Important: This documentation covers Yarn 1 (Classic).
For Yarn 2+ docs and migration guide, see yarnpkg.com.

Package detail

feature-policy

helmetjs1.2mMIT0.6.0TypeScript support: included

Middleware to set the Feature-Policy HTTP header

helmet, security, express, connect, feature-policy

readme

Feature Policy

Build Status

NOTE: The Feature-Policy header has been deprecated by browsers in favor of Permissions-Policy. This module will still be supported but no new features will be added.

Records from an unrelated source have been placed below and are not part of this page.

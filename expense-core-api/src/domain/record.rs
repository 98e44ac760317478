use chrono::{DateTime, Utc};
use rust_decimal::Decimal;
use serde::{Deserialize, Serialize};
use std::str::FromStr;
use uuid::Uuid;
use validator::{Validate, ValidationError};

#[derive(Debug, Clone, Copy, PartialEq, Eq, Serialize, Deserialize)]
#[cfg_attr(feature = "sqlx", derive(sqlx::Type))]
#[cfg_attr(feature = "sqlx", sqlx(type_name = "transaction_type", rename_all = "PascalCase"))]
pub enum TransactionType {
    Income,
    Expense,
}

impl TransactionType {
    /// Lowercase form used in the canonical record encoding.
    pub fn as_str(&self) -> &'static str {
        match self {
            TransactionType::Income => "income",
            TransactionType::Expense => "expense",
        }
    }
}

impl std::fmt::Display for TransactionType {
    fn fmt(&self, f: &mut std::fmt::Formatter<'_>) -> std::fmt::Result {
        f.write_str(self.as_str())
    }
}

impl FromStr for TransactionType {
    type Err = ();

    fn from_str(s: &str) -> Result<Self, Self::Err> {
        match s {
            "income" | "Income" => Ok(TransactionType::Income),
            "expense" | "Expense" => Ok(TransactionType::Expense),
            _ => Err(()),
        }
    }
}

#[derive(Debug, Clone, Copy, PartialEq, Eq, Serialize, Deserialize)]
#[cfg_attr(feature = "sqlx", derive(sqlx::Type))]
#[cfg_attr(feature = "sqlx", sqlx(type_name = "transaction_status", rename_all = "PascalCase"))]
pub enum TransactionStatus {
    Pending,
    Approved,
    Rejected,
}

impl TransactionStatus {
    /// Approved and rejected records accept no further status changes.
    pub fn is_decided(&self) -> bool {
        !matches!(self, TransactionStatus::Pending)
    }
}

impl std::fmt::Display for TransactionStatus {
    fn fmt(&self, f: &mut std::fmt::Formatter<'_>) -> std::fmt::Result {
        match self {
            TransactionStatus::Pending => write!(f, "Pending"),
            TransactionStatus::Approved => write!(f, "Approved"),
            TransactionStatus::Rejected => write!(f, "Rejected"),
        }
    }
}

impl FromStr for TransactionStatus {
    type Err = ();

    fn from_str(s: &str) -> Result<Self, Self::Err> {
        match s {
            "pending" | "Pending" => Ok(TransactionStatus::Pending),
            "approved" | "Approved" => Ok(TransactionStatus::Approved),
            "rejected" | "Rejected" => Ok(TransactionStatus::Rejected),
            _ => Err(()),
        }
    }
}

/// Content of a financial record as submitted by its owner.
///
/// Everything here except `owner_id` is user input and gets validated before
/// the record is hashed and appended to the chain.
#[derive(Debug, Clone, Serialize, Deserialize, Validate)]
pub struct NewFinancialRecord {
    #[validate(length(min = 1, max = 500))]
    pub description: String,

    #[validate(custom(function = "validate_positive_amount"))]
    pub amount: Decimal,

    #[validate(length(min = 1, max = 100))]
    pub category: String,

    pub transaction_type: TransactionType,

    /// Reference to an uploaded bill, fixed at creation
    #[validate(length(max = 500))]
    pub attachment_url: Option<String>,

    pub owner_id: Uuid,
}

fn validate_positive_amount(amount: &Decimal) -> Result<(), ValidationError> {
    if amount.is_sign_positive() && !amount.is_zero() {
        Ok(())
    } else {
        Err(ValidationError::new("amount_not_positive"))
    }
}

/// A persisted financial record together with its chain linkage.
#[derive(Debug, Clone, PartialEq, Serialize, Deserialize)]
#[serde(rename_all = "camelCase")]
pub struct FinancialRecord {
    pub id: Uuid,
    pub sequence: i64,
    pub description: String,
    pub amount: Decimal,
    pub category: String,
    pub transaction_type: TransactionType,
    pub attachment_url: Option<String>,
    pub owner_id: Uuid,
    pub created_at: DateTime<Utc>,
    pub prev_hash: String,
    pub hash: String,
    pub status: TransactionStatus,
    pub action_by: Option<Uuid>,
}

/// Approval decision taken by a manager or admin.
///
/// The caller is expected to have checked that `action_by` may decide on the
/// record before submitting this request.
#[derive(Debug, Clone, Serialize, Deserialize)]
pub struct StatusChangeRequest {
    pub record_id: Uuid,
    pub status: TransactionStatus,
    pub action_by: Uuid,
}

#[cfg(test)]
mod tests {
    use super::*;
    use rust_decimal::Decimal;
    use validator::Validate;

    fn new_record(description: &str, amount: Decimal) -> NewFinancialRecord {
        NewFinancialRecord {
            description: description.to_string(),
            amount,
            category: "Food".to_string(),
            transaction_type: TransactionType::Expense,
            attachment_url: None,
            owner_id: Uuid::new_v4(),
        }
    }

    #[test]
    fn test_valid_record_passes() {
        assert!(new_record("lunch", Decimal::new(100, 0)).validate().is_ok());
    }

    #[test]
    fn test_empty_description_rejected() {
        let errors = new_record("", Decimal::new(100, 0)).validate().unwrap_err();
        assert!(errors.field_errors().contains_key("description"));
    }

    #[test]
    fn test_non_positive_amount_rejected() {
        let zero = new_record("lunch", Decimal::ZERO).validate().unwrap_err();
        assert!(zero.field_errors().contains_key("amount"));

        let negative = new_record("lunch", Decimal::new(-5, 0)).validate().unwrap_err();
        assert!(negative.field_errors().contains_key("amount"));
    }

    #[test]
    fn test_status_parsing_accepts_both_cases() {
        assert_eq!("approved".parse::<TransactionStatus>(), Ok(TransactionStatus::Approved));
        assert_eq!("Rejected".parse::<TransactionStatus>(), Ok(TransactionStatus::Rejected));
        assert!("archived".parse::<TransactionStatus>().is_err());
        assert!(TransactionStatus::Approved.is_decided());
        assert!(!TransactionStatus::Pending.is_decided());
    }
}
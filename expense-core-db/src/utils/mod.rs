pub mod digest;
pub mod encoding;

pub use digest::{digest_hex, hash_record};
pub use encoding::{encode_record, EncodingError};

This is Express middleware to set the Feature-Policy header. You can read more about it here and here.

To use:

const featurePolicy = require("feature-policy");

// ...

app.use(
  featurePolicy({
    features: {
      fullscreen: ["'self'"],
      vibrate: ["'none'"],
      payment: ["example.com"],
      syncXhr: ["'none'"],
    },
  })
);

The following features are currently supported:

  • accelerometer
  • ambientLightSensor
  • autoplay
  • battery
  • camera
  • displayCapture
  • documentDomain
  • documentWrite
  • encryptedMedia
  • executionWhileNotRendered
  • executionWhileOutOfViewport
  • fontDisplayLateSwap
  • fullscreen
  • geolocation
  • gyroscope
  • layoutAnimations
  • legacyImageFormats
  • loadingFrameDefaultEager
  • magnetometer
  • microphone
  • midi
  • navigationOverride
  • notifications
  • oversizedImages
  • payment
  • pictureInPicture
  • publickeyCredentials
  • push
  • serial
  • speaker
  • syncScript
  • syncXhr
  • unoptimizedImages
  • unoptimizedLosslessImages
  • unoptimizedLossyImages
  • unsizedMedia
  • usb
  • verticalScroll
  • vibrate
  • vr
  • wakeLock
  • xr
  • xrSpatialTracking

changelog

Changelog

0.6.0 - 2020-12-22

Changed

  • Updated readme about header deprecation
  • TypeScript: marked argument as Readonly

0.5.0 - 2020-04-16

Added

  • 7 new features: battery, displayCapture, executionWhileNotRendered, executionWhileOutOfViewport, navigationOverride, publickeyCredentials, and xrSpatialTracking

0.4.0 - 2019-09-01

Changed

  • Drop support for Node <8
  • Duplicate values are no longer allowed. See #4
  • Non-strings are not allowed in the array

0.3.0 - 2019-05-05

Added

  • 19 new features: ambientLightSensor, documentDomain, documentWrite, encryptedMedia, fontDisplayLateSwap, layoutAnimations, legacyImageFormats, loadingFrameDefaultEager, oversizedImages, pictureInPicture, serial, syncScript, unoptimizedImages, unoptimizedLosslessImages, unoptimizedLossyImages, unsizedMedia, verticalScroll, wakeLock, and xr
  • TypeScript definitions. See #2 and helmet#188
  • Created a changelog

Changed

  • Updated some package metadata

Changes in versions 0.2.0 and below can be found in Helmet's changelog.